Poverty, unstable housing, food insecurity, cold, and the social threats that often accompany the communities in which they are prevalent (violence, drug use, abuse, etc.) will continue to create situations in which people are not healthy and need medical care. Even in the larger society, in the part where people are not living at the edge, there are many anti-health forces; stress (including the stress of working harder and at more jobs to keep away from the edge), the ubiquity and ease of access of poor quality, high-calorie food, and the shredding of the social safety net that is almost gone for at the bottom and fraying at the sides (Social Security, Medicare), are not harbingers of a happier, healthier society.
I am thrilled about the enthusiasm of these young physicians and physicians-to-be, and their commitment to primary care and a new kind of practice. They begin by observing, echoing Bob Dylan from 50 years ago, and more important the movement that was growing then, that "times are changing", but I fear we are not yet clear what that change will be; there is tremendous energy – and even more money – behind a change that will be for the worse for everyone except the most privileged.
They end by saying that "We are here to engage in and advance the movement." They are talking about transforming primary care, but I hope that they and their colleagues recognize that it will not be enough unless they are willing to engage in and advance the movement to transform society.
*In full disclosure, one of the authors, Branden Comfort, is a student at the KU School of Medicine.

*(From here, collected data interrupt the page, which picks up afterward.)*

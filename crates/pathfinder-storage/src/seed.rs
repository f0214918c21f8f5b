//! Idempotent CSV seed loading
//!
//! `nodes.csv` holds one node name per row. `edges.csv` is headed and must
//! carry `src_name`, `dst_name` and `weight` columns. Running a seed twice
//! leaves the graph unchanged: rows that already exist are skipped.

use crate::error::{StorageError, StorageResult};
use crate::traits::StorageBackend;
use pathfinder_core::{NewEdge, NewNode, NodeId};
use serde::Serialize;
use std::collections::HashMap;
use std::path::Path;

/// Outcome of a seed run
#[derive(Debug, Clone, Copy, Default, PartialEq, Eq, Serialize)]
pub struct SeedReport {
    pub loaded: usize,
    pub skipped: usize,
    pub errors: usize,
}

impl SeedReport {
    fn merge(&mut self, other: SeedReport) {
        self.loaded += other.loaded;
        self.skipped += other.skipped;
        self.errors += other.errors;
    }
}

/// Reader over in-memory CSV text with trimmed cells and ragged rows allowed
fn csv_reader(contents: &str, has_headers: bool) -> csv::Reader<&[u8]> {
    csv::ReaderBuilder::new()
        .has_headers(has_headers)
        .flexible(true)
        .trim(csv::Trim::All)
        .from_reader(contents.as_bytes())
}

fn line_of(record: &csv::StringRecord) -> u64 {
    record.position().map_or(0, |p| p.line())
}

/// Load nodes from a CSV file
pub async fn load_nodes_csv<S>(storage: &S, path: impl AsRef<Path>) -> StorageResult<SeedReport>
where
    S: StorageBackend + ?Sized,
{
    let contents = tokio::fs::read_to_string(path.as_ref()).await?;
    seed_nodes(storage, &contents).await
}

/// Load edges from a CSV file; endpoints are resolved by node name
pub async fn load_edges_csv<S>(storage: &S, path: impl AsRef<Path>) -> StorageResult<SeedReport>
where
    S: StorageBackend + ?Sized,
{
    let contents = tokio::fs::read_to_string(path.as_ref()).await?;
    seed_edges(storage, &contents).await
}

/// Seed nodes from CSV text
///
/// A leading `name` header row is ignored.
pub async fn seed_nodes<S>(storage: &S, contents: &str) -> StorageResult<SeedReport>
where
    S: StorageBackend + ?Sized,
{
    let mut report = SeedReport::default();
    let mut reader = csv_reader(contents, false);

    for (index, result) in reader.records().enumerate() {
        let record = match result {
            Ok(record) => record,
            Err(e) => {
                tracing::warn!("Unreadable node row: {}", e);
                report.errors += 1;
                continue;
            }
        };
        let name = match record.get(0) {
            Some(name) if !name.is_empty() => name,
            _ => continue,
        };
        if index == 0 && name.eq_ignore_ascii_case("name") {
            continue;
        }

        match storage.create_node(NewNode::new(name)).await {
            Ok(node) => {
                tracing::debug!("Seeded node '{}' as {}", node.name, node.id);
                report.loaded += 1;
            }
            Err(StorageError::DuplicateNode(_)) => {
                tracing::debug!("Node '{}' already exists, skipping", name);
                report.skipped += 1;
            }
            Err(StorageError::Validation(e)) => {
                tracing::warn!("Line {}: invalid node name: {}", line_of(&record), e);
                report.errors += 1;
            }
            Err(e) => return Err(e),
        }
    }

    tracing::info!(
        "Seeded nodes: {} loaded, {} skipped, {} errors",
        report.loaded,
        report.skipped,
        report.errors
    );
    Ok(report)
}

/// Seed edges from headed CSV text
pub async fn seed_edges<S>(storage: &S, contents: &str) -> StorageResult<SeedReport>
where
    S: StorageBackend + ?Sized,
{
    if contents.trim().is_empty() {
        return Err(StorageError::Seed("edges file is empty".to_string()));
    }
    let mut reader = csv_reader(contents, true);
    let header = reader.headers()?.clone();

    let column = |name: &str| {
        header
            .iter()
            .position(|h| h == name)
            .ok_or_else(|| StorageError::Seed(format!("missing column '{}'", name)))
    };
    let src_col = column("src_name")?;
    let dst_col = column("dst_name")?;
    let weight_col = column("weight")?;

    let name_to_id: HashMap<String, NodeId> = storage
        .get_all_nodes()
        .await?
        .into_iter()
        .map(|n| (n.name, n.id))
        .collect();

    let mut report = SeedReport::default();
    for result in reader.records() {
        let record = match result {
            Ok(record) => record,
            Err(e) => {
                tracing::warn!("Unreadable edge row: {}", e);
                report.errors += 1;
                continue;
            }
        };
        let line_no = line_of(&record);
        let cell = |col: usize| record.get(col).unwrap_or("");
        let (src_name, dst_name) = (cell(src_col), cell(dst_col));

        let weight: f64 = match cell(weight_col).parse() {
            Ok(w) => w,
            Err(_) => {
                tracing::warn!(
                    "Line {}: invalid weight on {} -> {}",
                    line_no,
                    src_name,
                    dst_name
                );
                report.errors += 1;
                continue;
            }
        };
        let Some(&src_id) = name_to_id.get(src_name) else {
            tracing::warn!("Line {}: source node '{}' not found", line_no, src_name);
            report.errors += 1;
            continue;
        };
        let Some(&dst_id) = name_to_id.get(dst_name) else {
            tracing::warn!(
                "Line {}: destination node '{}' not found",
                line_no,
                dst_name
            );
            report.errors += 1;
            continue;
        };

        if storage.find_edge(src_id, dst_id).await?.is_some() {
            tracing::debug!("Edge {} -> {} already exists, skipping", src_name, dst_name);
            report.skipped += 1;
            continue;
        }

        match storage.create_edge(NewEdge::new(src_id, dst_id, weight)).await {
            Ok(edge) => {
                tracing::debug!(
                    "Seeded edge {} -> {} ({})",
                    src_name,
                    dst_name,
                    edge.weight
                );
                report.loaded += 1;
            }
            Err(StorageError::Validation(e)) => {
                tracing::warn!("Line {}: {}", line_no, e);
                report.errors += 1;
            }
            Err(e) => return Err(e),
        }
    }

    tracing::info!(
        "Seeded edges: {} loaded, {} skipped, {} errors",
        report.loaded,
        report.skipped,
        report.errors
    );
    Ok(report)
}

/// Seed nodes then edges, returning the combined report
pub async fn load_seed<S>(
    storage: &S,
    nodes_path: impl AsRef<Path>,
    edges_path: impl AsRef<Path>,
) -> StorageResult<(SeedReport, SeedReport)>
where
    S: StorageBackend + ?Sized,
{
    let nodes = load_nodes_csv(storage, nodes_path).await?;
    let edges = load_edges_csv(storage, edges_path).await?;

    let mut total = nodes;
    total.merge(edges);
    tracing::info!(
        "Seed complete: {} loaded, {} skipped, {} errors",
        total.loaded,
        total.skipped,
        total.errors
    );
    Ok((nodes, edges))
}
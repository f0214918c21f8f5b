//! Graph snapshot and node lookup

use crate::edge::Edge;
use crate::node::{Node, NodeId};
use std::collections::{BTreeSet, HashSet};

/// Immutable copy of the nodes and edges handed to one query
#[derive(Debug, Clone, Default)]
pub struct Graph {
    pub nodes: Vec<Node>,
    pub edges: Vec<Edge>,
}

impl Graph {
    pub fn new() -> Self {
        Self::default()
    }

    pub fn with_nodes(mut self, nodes: Vec<Node>) -> Self {
        self.nodes = nodes;
        self
    }

    pub fn with_edges(mut self, edges: Vec<Edge>) -> Self {
        self.edges = edges;
        self
    }

    pub fn node(&self, id: NodeId) -> Option<&Node> {
        self.nodes.iter().find(|n| n.id == id)
    }

    pub fn node_by_name(&self, name: &str) -> Option<&Node> {
        self.nodes.iter().find(|n| n.name == name)
    }
}

/// Authoritative answer to "does this node exist?"
///
/// Implemented for the snapshot types callers typically hold, so the query
/// facade can validate endpoints without knowing where the node set came from.
pub trait NodeLookup {
    fn contains_node(&self, id: NodeId) -> bool;
}

impl NodeLookup for Graph {
    fn contains_node(&self, id: NodeId) -> bool {
        self.nodes.iter().any(|n| n.id == id)
    }
}

impl NodeLookup for [Node] {
    fn contains_node(&self, id: NodeId) -> bool {
        self.iter().any(|n| n.id == id)
    }
}

impl NodeLookup for Vec<Node> {
    fn contains_node(&self, id: NodeId) -> bool {
        self.as_slice().contains_node(id)
    }
}

impl NodeLookup for HashSet<NodeId> {
    fn contains_node(&self, id: NodeId) -> bool {
        self.contains(&id)
    }
}

impl NodeLookup for BTreeSet<NodeId> {
    fn contains_node(&self, id: NodeId) -> bool {
        self.contains(&id)
    }
}
//! Error types for PathFinder Core

use crate::node::NodeId;
use thiserror::Error;

/// Failures of a graph query
///
/// Both variants are expected outcomes reported to the caller, never panics.
#[derive(Error, Debug, Clone, PartialEq, Eq)]
pub enum QueryError {
    #[error("Node with id {0} not found")]
    NodeNotFound(NodeId),

    #[error("No path found between nodes {src} and {dst}")]
    NoPathFound { src: NodeId, dst: NodeId },
}

#[cfg(test)]
mod tests {
    use super::*;

    #[test]
    fn test_query_error_messages() {
        assert_eq!(
            QueryError::NodeNotFound(NodeId(9)).to_string(),
            "Node with id 9 not found"
        );
        assert_eq!(
            QueryError::NoPathFound {
                src: NodeId(1),
                dst: NodeId(3)
            }
            .to_string(),
            "No path found between nodes 1 and 3"
        );
    }
}
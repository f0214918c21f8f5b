//! Adjacency view built from a flat edge snapshot

use crate::edge::Edge;
use crate::node::NodeId;
use std::collections::HashMap;

/// Per-query mapping from a node to its outgoing `(neighbor, weight)` pairs
///
/// Pairs keep the order in which their edges appeared in the snapshot.
/// Nodes without outgoing edges have no entry.
#[derive(Debug, Clone, Default, PartialEq)]
pub struct AdjacencyView {
    out: HashMap<NodeId, Vec<(NodeId, f64)>>,
}

impl AdjacencyView {
    /// Build the view from edges in snapshot order
    ///
    /// Parallel edges are kept as separate pairs; no edge is dropped or merged.
    pub fn from_edges<'a, I>(edges: I) -> Self
    where
        I: IntoIterator<Item = &'a Edge>,
    {
        let mut out: HashMap<NodeId, Vec<(NodeId, f64)>> = HashMap::new();
        for edge in edges {
            out.entry(edge.src_id)
                .or_default()
                .push((edge.dst_id, edge.weight));
        }
        Self { out }
    }

    /// Outgoing pairs of `node`, or an empty slice when it has none
    pub fn neighbors(&self, node: NodeId) -> &[(NodeId, f64)] {
        self.out.get(&node).map(Vec::as_slice).unwrap_or(&[])
    }
}

impl<'a> FromIterator<&'a Edge> for AdjacencyView {
    fn from_iter<T: IntoIterator<Item = &'a Edge>>(iter: T) -> Self {
        Self::from_edges(iter)
    }
}
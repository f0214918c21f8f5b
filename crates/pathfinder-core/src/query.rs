//! Query facade: endpoint validation in front of the traversal engine

use crate::adjacency::AdjacencyView;
use crate::edge::Edge;
use crate::error::QueryError;
use crate::graph::{Graph, NodeLookup};
use crate::limits::{validate_traversal_depth, ValidationError};
use crate::node::NodeId;
use crate::traversal::{self, PathResult, TraversalResult};
use serde::{Deserialize, Serialize};

/// Breadth-first traversal request
#[derive(Debug, Clone, Copy, PartialEq, Eq, Serialize, Deserialize)]
pub struct BfsQuery {
    /// Starting node
    pub start_id: NodeId,

    /// Maximum depth, unbounded when absent
    #[serde(default, skip_serializing_if = "Option::is_none")]
    pub max_depth: Option<u32>,
}

impl BfsQuery {
    pub fn new(start_id: NodeId) -> Self {
        Self {
            start_id,
            max_depth: None,
        }
    }

    /// Set maximum traversal depth
    pub fn with_depth(mut self, depth: u32) -> Self {
        self.max_depth = Some(depth);
        self
    }

    pub fn validate(&self) -> Result<(), ValidationError> {
        match self.max_depth {
            Some(depth) => validate_traversal_depth(depth),
            None => Ok(()),
        }
    }
}

/// Shortest path request
#[derive(Debug, Clone, Copy, PartialEq, Eq, Serialize, Deserialize)]
pub struct PathQuery {
    pub src_id: NodeId,
    pub dst_id: NodeId,
}

impl PathQuery {
    pub fn new(src_id: NodeId, dst_id: NodeId) -> Self {
        Self { src_id, dst_id }
    }
}

/// Entry point for graph queries
///
/// Every call checks endpoints against `nodes`, builds a fresh adjacency view
/// from `edges`, and runs the algorithm. Nothing is cached between calls.
pub struct QueryEngine;

impl QueryEngine {
    /// Bounded BFS from `start`
    pub fn traverse<N>(
        nodes: &N,
        edges: &[Edge],
        start: NodeId,
        max_depth: Option<u32>,
    ) -> Result<TraversalResult, QueryError>
    where
        N: NodeLookup + ?Sized,
    {
        tracing::debug!("Executing traversal: start={}, max_depth={:?}", start, max_depth);

        Self::ensure_exists(nodes, start)?;

        let view = AdjacencyView::from_edges(edges);
        Ok(traversal::bfs(&view, start, max_depth))
    }

    /// Minimum-weight path from `src` to `dst`
    ///
    /// A missing source is reported before a missing destination.
    pub fn shortest_path<N>(
        nodes: &N,
        edges: &[Edge],
        src: NodeId,
        dst: NodeId,
    ) -> Result<PathResult, QueryError>
    where
        N: NodeLookup + ?Sized,
    {
        tracing::debug!("Executing shortest path: src={}, dst={}", src, dst);

        Self::ensure_exists(nodes, src)?;
        Self::ensure_exists(nodes, dst)?;

        let view = AdjacencyView::from_edges(edges);
        traversal::dijkstra(&view, src, dst)
    }

    /// Run a [`BfsQuery`] against a snapshot
    pub fn execute_bfs(graph: &Graph, query: &BfsQuery) -> Result<TraversalResult, QueryError> {
        Self::traverse(graph, &graph.edges, query.start_id, query.max_depth)
    }

    /// Run a [`PathQuery`] against a snapshot
    pub fn execute_path(graph: &Graph, query: &PathQuery) -> Result<PathResult, QueryError> {
        Self::shortest_path(graph, &graph.edges, query.src_id, query.dst_id)
    }

    fn ensure_exists<N>(nodes: &N, id: NodeId) -> Result<(), QueryError>
    where
        N: NodeLookup + ?Sized,
    {
        if nodes.contains_node(id) {
            Ok(())
        } else {
            tracing::debug!("Rejecting query: node {} does not exist", id);
            Err(QueryError::NodeNotFound(id))
        }
    }
}

#[cfg(test)]
mod tests {
    use super::*;
    use crate::edge::EdgeId;
    use crate::node::Node;
    use std::collections::HashSet;

    fn create_test_graph() -> Graph {
        // A(1) --5.0--> B(2), C(3) isolated
        Graph::new()
            .with_nodes(vec![
                Node::new(NodeId(1), "A"),
                Node::new(NodeId(2), "B"),
                Node::new(NodeId(3), "C"),
            ])
            .with_edges(vec![Edge::new(EdgeId(1), NodeId(1), NodeId(2), 5.0)])
    }

    #[test]
    fn test_traverse_unknown_start() {
        let graph = create_test_graph();
        let err = QueryEngine::execute_bfs(&graph, &BfsQuery::new(NodeId(99))).unwrap_err();
        assert_eq!(err, QueryError::NodeNotFound(NodeId(99)));
    }

    #[test]
    fn test_traverse_known_start() {
        let graph = create_test_graph();
        let result = QueryEngine::execute_bfs(&graph, &BfsQuery::new(NodeId(1))).unwrap();
        assert_eq!(result.visited_nodes, vec![NodeId(1), NodeId(2)]);
        assert_eq!(result.max_depth, -1);
    }

    #[test]
    fn test_traverse_isolated_node_without_edges() {
        let graph = create_test_graph();
        let query = BfsQuery::new(NodeId(3)).with_depth(4);
        let result = QueryEngine::execute_bfs(&graph, &query).unwrap();
        assert_eq!(result.visited_nodes, vec![NodeId(3)]);
        assert_eq!(result.max_depth, 4);
    }

    #[test]
    fn test_shortest_path_unknown_source_reported_first() {
        let graph = create_test_graph();
        let query = PathQuery::new(NodeId(50), NodeId(60));
        let err = QueryEngine::execute_path(&graph, &query).unwrap_err();
        assert_eq!(err, QueryError::NodeNotFound(NodeId(50)));
    }

    #[test]
    fn test_shortest_path_unknown_destination() {
        let graph = create_test_graph();
        let query = PathQuery::new(NodeId(1), NodeId(60));
        let err = QueryEngine::execute_path(&graph, &query).unwrap_err();
        assert_eq!(err, QueryError::NodeNotFound(NodeId(60)));
    }

    #[test]
    fn test_shortest_path_disconnected() {
        let graph = create_test_graph();
        let query = PathQuery::new(NodeId(1), NodeId(3));
        let err = QueryEngine::execute_path(&graph, &query).unwrap_err();
        assert_eq!(
            err,
            QueryError::NoPathFound {
                src: NodeId(1),
                dst: NodeId(3)
            }
        );
    }

    #[test]
    fn test_shortest_path_with_id_set() {
        let nodes: HashSet<NodeId> = [1, 2].into_iter().map(NodeId).collect();
        let edges = vec![Edge::new(EdgeId(1), NodeId(1), NodeId(2), 2.5)];
        let result = QueryEngine::shortest_path(&nodes, &edges, NodeId(1), NodeId(2)).unwrap();
        assert_eq!(result.path, vec![NodeId(1), NodeId(2)]);
        assert_eq!(result.distance, 2.5);
    }

    #[test]
    fn test_bfs_query_deserializes_optional_depth() {
        let q: BfsQuery = serde_json::from_str(r#"{"start_id": 4}"#).unwrap();
        assert_eq!(q, BfsQuery::new(NodeId(4)));

        let q: BfsQuery = serde_json::from_str(r#"{"start_id": 4, "max_depth": 2}"#).unwrap();
        assert_eq!(q.max_depth, Some(2));
        assert!(q.validate().is_ok());
        assert!(BfsQuery::new(NodeId(1)).with_depth(u32::MAX).validate().is_err());
    }

    #[test]
    fn test_repeated_queries_are_identical() {
        let graph = create_test_graph();
        let q = PathQuery::new(NodeId(1), NodeId(2));
        assert_eq!(
            QueryEngine::execute_path(&graph, &q),
            QueryEngine::execute_path(&graph, &q)
        );
    }
}
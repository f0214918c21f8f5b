//! PathFinder Server - JSON HTTP API
//!
//! Exposes node/edge management and the BFS and shortest path queries over
//! axum. Query endpoints load a fresh snapshot from storage per request.

pub mod error;
pub mod handlers;
pub mod router;

pub use error::{ApiError, ErrorBody};
pub use router::{create_router, run_server};
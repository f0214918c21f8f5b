//! Graph queries: bounded BFS and shortest path

use clap::Args;
use pathfinder_core::{BfsQuery, Graph, NodeId, PathQuery, QueryEngine};

use crate::output::{to_json, OutputFormat};
use crate::AppContext;

#[derive(Args)]
pub struct BfsArgs {
    /// Start node id or name
    pub start: String,

    /// Stop expanding below this depth (unbounded when omitted)
    #[arg(short, long)]
    pub max_depth: Option<u32>,
}

#[derive(Args)]
pub struct PathArgs {
    /// Source node id or name
    pub src: String,

    /// Destination node id or name
    pub dst: String,
}

fn label(graph: &Graph, id: NodeId) -> String {
    match graph.node(id) {
        Some(node) => node.name.clone(),
        None => id.to_string(),
    }
}

pub async fn run_bfs(args: &BfsArgs, ctx: &AppContext) -> anyhow::Result<()> {
    let mut query = BfsQuery::new(ctx.query_node_id(&args.start).await?);
    if let Some(depth) = args.max_depth {
        query = query.with_depth(depth);
    }
    query.validate()?;

    let graph = ctx.storage.load_graph().await?;
    let result = QueryEngine::execute_bfs(&graph, &query)?;
    tracing::info!("BFS from {} visited {} nodes", query.start_id, result.visited_nodes.len());

    match ctx.format {
        OutputFormat::Json => println!("{}", to_json(&result)?),
        OutputFormat::Table => {
            let depth = match result.depth_limit() {
                Some(depth) => depth.to_string(),
                None => "unbounded".to_string(),
            };
            ctx.say(format!(
                "BFS from {} (max depth: {}), {} visited:",
                label(&graph, result.start_node),
                depth,
                result.visited_nodes.len()
            ));
            for id in &result.visited_nodes {
                println!("  {} ({})", label(&graph, *id), id);
            }
        }
    }

    Ok(())
}

pub async fn run_path(args: &PathArgs, ctx: &AppContext) -> anyhow::Result<()> {
    let query = PathQuery::new(
        ctx.query_node_id(&args.src).await?,
        ctx.query_node_id(&args.dst).await?,
    );

    let graph = ctx.storage.load_graph().await?;
    let result = QueryEngine::execute_path(&graph, &query)?;
    tracing::info!(
        "Shortest path {} -> {}: {} hops, distance {}",
        query.src_id,
        query.dst_id,
        result.hops(),
        result.distance
    );

    match ctx.format {
        OutputFormat::Json => println!("{}", to_json(&result)?),
        OutputFormat::Table => {
            let names: Vec<String> = result.path.iter().map(|id| label(&graph, *id)).collect();
            println!("Path: {}", names.join(" -> "));
            println!("Distance: {}", result.distance);
        }
    }

    Ok(())
}
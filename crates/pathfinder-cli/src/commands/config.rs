//! `pathfinder config`: inspect and edit the config file

use clap::{Args, Subcommand};

use crate::config::{config_file_path, Config};

#[derive(Args)]
pub struct ConfigArgs {
    #[command(subcommand)]
    pub command: ConfigCommands,
}

#[derive(Subcommand)]
pub enum ConfigCommands {
    /// Print one value
    Get {
        /// One of: data_dir, backend, host, port
        key: String,
    },
    /// Change one value and save
    Set { key: String, value: String },
    /// Print every key
    List,
    /// Print the config file location
    Path,
    /// Write a config file with default values
    Init {
        /// Overwrite an existing file
        #[arg(long)]
        force: bool,
    },
}

pub fn run(args: &ConfigArgs) -> anyhow::Result<()> {
    let path = config_file_path();

    match &args.command {
        ConfigCommands::Get { key } => {
            let config = Config::load_from(&path)?;
            if !Config::keys().contains(&key.as_str()) {
                anyhow::bail!(
                    "Unknown config key: {} (available: {})",
                    key,
                    Config::keys().join(", ")
                );
            }
            println!("{}", config.get(key).unwrap_or_default());
        }
        ConfigCommands::Set { key, value } => {
            let mut config = Config::load_from(&path)?;
            config.set(key, value)?;
            config.save_to(&path)?;
            tracing::info!("Updated {} in {}", key, path.display());
            println!("Set {} = {}", key, value);
        }
        ConfigCommands::List => {
            let config = Config::load_from(&path)?;
            println!("# {}", path.display());
            for key in Config::keys() {
                let value = config.get(key).unwrap_or_else(|| "(not set)".to_string());
                println!("{} = {}", key, value);
            }
        }
        ConfigCommands::Path => println!("{}", path.display()),
        ConfigCommands::Init { force } => {
            if path.exists() && !force {
                anyhow::bail!(
                    "Config file already exists at {}. Use --force to overwrite.",
                    path.display()
                );
            }
            Config::default().save_to(&path)?;
            println!("Created config file at {}", path.display());
        }
    }

    Ok(())
}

Although he has spent his clinical years at our Wichita campus, I know him well because we worked together in the student run free clinic (and he was my advisee) in his first two years here in Kansas City.
[1] Barnes KA, Kroening-Roche JC, Comfort BW, "The developing vision of primary care", NEJM Sept 6, 2012;367(10):891-4.
[2] Margolius D, Bodenheimer T, Transforming primary care: from past practice to the practice of the future, Health Aff (Millwood). 2010 May;29(5):779-84.
[3] Freeman J, Delzell J, ""Medical School Graduates Entering Family Medicine: Increasing The Overall Number", Family Medicine, October 2012, in press.